Recent research has suggested that polyamines (putrescine, spermidine, and spermine) in the intestinal tract impact the health of animals either negatively or positively. The concentration of polyamines in the intestinal tract results from the balance of uptake and export of the intestinal bacteria. However, the mechanism of polyamine export from bacterial cells to the intestinal lumen is still unclear. In Escherichia coli, PotE was previously identified as a transporter responsible for putrescine excretion in an acidic growth environment. We observed putrescine concentration in the culture supernatant was increased from 0 to 50 μm during growth of E. coli under neutral conditions. Screening for the unidentified putrescine exporter was performed using a gene knock-out collection of E. coli, and deletion of sapBCDF significantly decreased putrescine levels in the culture supernatant. Complementation of the deletion mutant with the sapBCDF genes restored putrescine levels in the culture supernatant. Additionally, the ΔsapBCDF strain did not facilitate uptake of putrescine from the culture supernatant.
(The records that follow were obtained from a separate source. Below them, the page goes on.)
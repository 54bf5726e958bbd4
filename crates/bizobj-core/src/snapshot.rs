//! Wire shapes for marshaling objects
//!
//! A property travels as a [`PropertySnapshot`]; an object as the list of
//! its property snapshots plus lifecycle flags. Child nodes are not part of
//! a property value on the wire, they follow as [`ChildSnapshot`]s.

use std::sync::Arc;

use bizobj_common::RuntimeConfig;
use serde::{Deserialize, Serialize};

use crate::errors::{CoreError, CoreResult};
use crate::list::EntityList;
use crate::object::{EntityBase, ValidateBase};
use crate::property::RuleMessage;
use crate::rules::{RuleManager, RuleSupplier};
use crate::schema::{ObjectSchema, SchemaSupplier};
use crate::value::{ObjectRef, Value};

/// One property on the wire
#[derive(Debug, Clone, PartialEq, Serialize, Deserialize)]
pub struct PropertySnapshot {
    pub name: String,
    pub value: Value,
    pub is_self_modified: bool,
    pub is_read_only: bool,
    pub display_name: String,
    #[serde(default)]
    pub rule_messages: Vec<RuleMessage>,
}

/// An entity or validate object on the wire
#[derive(Debug, Clone, PartialEq, Serialize, Deserialize)]
pub struct EntitySnapshot {
    pub type_name: String,
    pub properties: Vec<PropertySnapshot>,
    #[serde(default)]
    pub object_messages: Vec<RuleMessage>,
    #[serde(default)]
    pub is_new: bool,
    #[serde(default)]
    pub is_child: bool,
    #[serde(default)]
    pub is_deleted: bool,
    #[serde(default)]
    pub is_marked_modified: bool,
    #[serde(default, skip_serializing_if = "Vec::is_empty")]
    pub children: Vec<ChildSnapshot>,
}

impl EntitySnapshot {
    pub fn to_json(&self) -> CoreResult<String> {
        serde_json::to_string(self).map_err(|e| CoreError::snapshot(e.to_string()))
    }

    pub fn from_json(json: &str) -> CoreResult<Self> {
        serde_json::from_str(json).map_err(|e| CoreError::snapshot(e.to_string()))
    }

    pub fn property(&self, name: &str) -> Option<&PropertySnapshot> {
        self.properties.iter().find(|p| p.name == name)
    }
}

/// Items of a list on the wire
#[derive(Debug, Clone, PartialEq, Default, Serialize, Deserialize)]
pub struct ListSnapshot {
    pub items: Vec<EntitySnapshot>,
}

/// A child node held by a property
#[derive(Debug, Clone, PartialEq, Serialize, Deserialize)]
pub struct ChildSnapshot {
    pub property: String,
    pub node: NodeSnapshot,
}

/// Any graph node on the wire
#[derive(Debug, Clone, PartialEq, Serialize, Deserialize)]
#[serde(tag = "node", rename_all = "snake_case")]
pub enum NodeSnapshot {
    Entity(EntitySnapshot),
    Validate(EntitySnapshot),
    List(ListSnapshot),
}

/// Collaborators needed to rebuild objects from snapshots
#[derive(Clone, Copy)]
pub struct SnapshotContext<'a> {
    pub schemas: &'a dyn SchemaSupplier,
    pub rules: Option<&'a dyn RuleSupplier>,
    pub config: &'a RuntimeConfig,
}

impl<'a> SnapshotContext<'a> {
    pub fn new(schemas: &'a dyn SchemaSupplier, config: &'a RuntimeConfig) -> Self {
        Self {
            schemas,
            rules: None,
            config,
        }
    }

    pub fn with_rules(mut self, rules: &'a dyn RuleSupplier) -> Self {
        self.rules = Some(rules);
        self
    }

    pub(crate) fn schema(&self, type_name: &str) -> CoreResult<Arc<ObjectSchema>> {
        self.schemas
            .schema(type_name)
            .ok_or_else(|| CoreError::snapshot(format!("unknown type '{type_name}'")))
    }

    pub(crate) fn rule_manager(&self, schema: &ObjectSchema) -> RuleManager {
        self.rules
            .map(|supplier| supplier.create_rule_manager(schema))
            .unwrap_or_default()
    }
}

/// Rebuild any node
pub fn restore_node(snapshot: NodeSnapshot, context: &SnapshotContext<'_>) -> CoreResult<ObjectRef> {
    Ok(match snapshot {
        NodeSnapshot::Entity(entity) => ObjectRef::new(EntityBase::from_snapshot(entity, context)?),
        NodeSnapshot::Validate(object) => ObjectRef::new(ValidateBase::from_snapshot(object, context)?),
        NodeSnapshot::List(list) => ObjectRef::new(EntityList::<EntityBase>::from_snapshot(list, context)?),
    })
}
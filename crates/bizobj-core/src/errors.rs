//! Errors raised by the state & validation core

use std::fmt;

use serde::{Deserialize, Serialize};
use thiserror::Error;

/// Why [`EntityBase::save`](crate::EntityBase::save) refused to run.
///
/// Checked in declaration order; only the first applicable reason is
/// reported.
#[derive(Debug, Clone, Copy, PartialEq, Eq, Hash, Serialize, Deserialize)]
pub enum SaveFailureReason {
    /// Child objects are saved through their root
    IsChildObject,
    /// Nothing to persist
    NotModified,
    /// Rule messages are outstanding
    IsInvalid,
    /// Rules are still running
    IsBusy,
    /// No save capability bound to the object
    NoFactoryMethod,
}

impl fmt::Display for SaveFailureReason {
    fn fmt(&self, f: &mut fmt::Formatter<'_>) -> fmt::Result {
        let text = match self {
            Self::IsChildObject => "object is a child, save its root instead",
            Self::NotModified => "object is not modified",
            Self::IsInvalid => "object is invalid",
            Self::IsBusy => "object is busy running rules",
            Self::NoFactoryMethod => "no save capability bound to the object",
        };
        f.write_str(text)
    }
}

/// Core errors
#[derive(Error, Debug, Clone, PartialEq)]
pub enum CoreError {
    #[error("Property '{property}' is read only")]
    ReadOnly { property: String },

    #[error("Property '{property}' not found")]
    PropertyNotFound { property: String },

    #[error("Save refused: {0}")]
    SavePrecondition(SaveFailureReason),

    #[error("Type mismatch on '{property}': expected {expected}, got {actual}")]
    TypeMismatch {
        property: String,
        expected: String,
        actual: String,
    },

    #[error("Index {index} out of range for list of length {len}")]
    IndexOutOfRange { index: usize, len: usize },

    #[error("Save failed: {reason}")]
    SaveFailed { reason: String },

    #[error("Snapshot error: {reason}")]
    Snapshot { reason: String },

    #[error("Invalid schema: {reason}")]
    Schema { reason: String },
}

impl CoreError {
    /// Create a PropertyNotFound error
    pub fn not_found(property: impl Into<String>) -> Self {
        Self::PropertyNotFound {
            property: property.into(),
        }
    }

    /// Create a ReadOnly error
    pub fn read_only(property: impl Into<String>) -> Self {
        Self::ReadOnly {
            property: property.into(),
        }
    }

    /// Create a Snapshot error
    pub fn snapshot(reason: impl Into<String>) -> Self {
        Self::Snapshot {
            reason: reason.into(),
        }
    }

    /// Create a Schema error
    pub fn schema(reason: impl Into<String>) -> Self {
        Self::Schema {
            reason: reason.into(),
        }
    }

    /// The save precondition that failed, if this is one
    pub fn save_failure_reason(&self) -> Option<SaveFailureReason> {
        match self {
            Self::SavePrecondition(reason) => Some(*reason),
            _ => None,
        }
    }
}

/// Result type alias for core operations
pub type CoreResult<T> = Result<T, CoreError>;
Quantification of stable isotope-labeled putrescine derived from stable isotope-labeled arginine supplemented in the medium revealed that SapBCDF exported putrescine from E. coli cells to the culture supernatant. It was previously reported that SapABCDF of Salmonella enterica sv. typhimurium and Haemophilus influenzae conferred resistance toantimicrobial peptides; however, the E. coli ΔsapBCDF strain did not affect resistance to antimicrobial peptide LL-37. These results strongly suggest that the natural function of the SapBCDF proteins is the export of putrescine.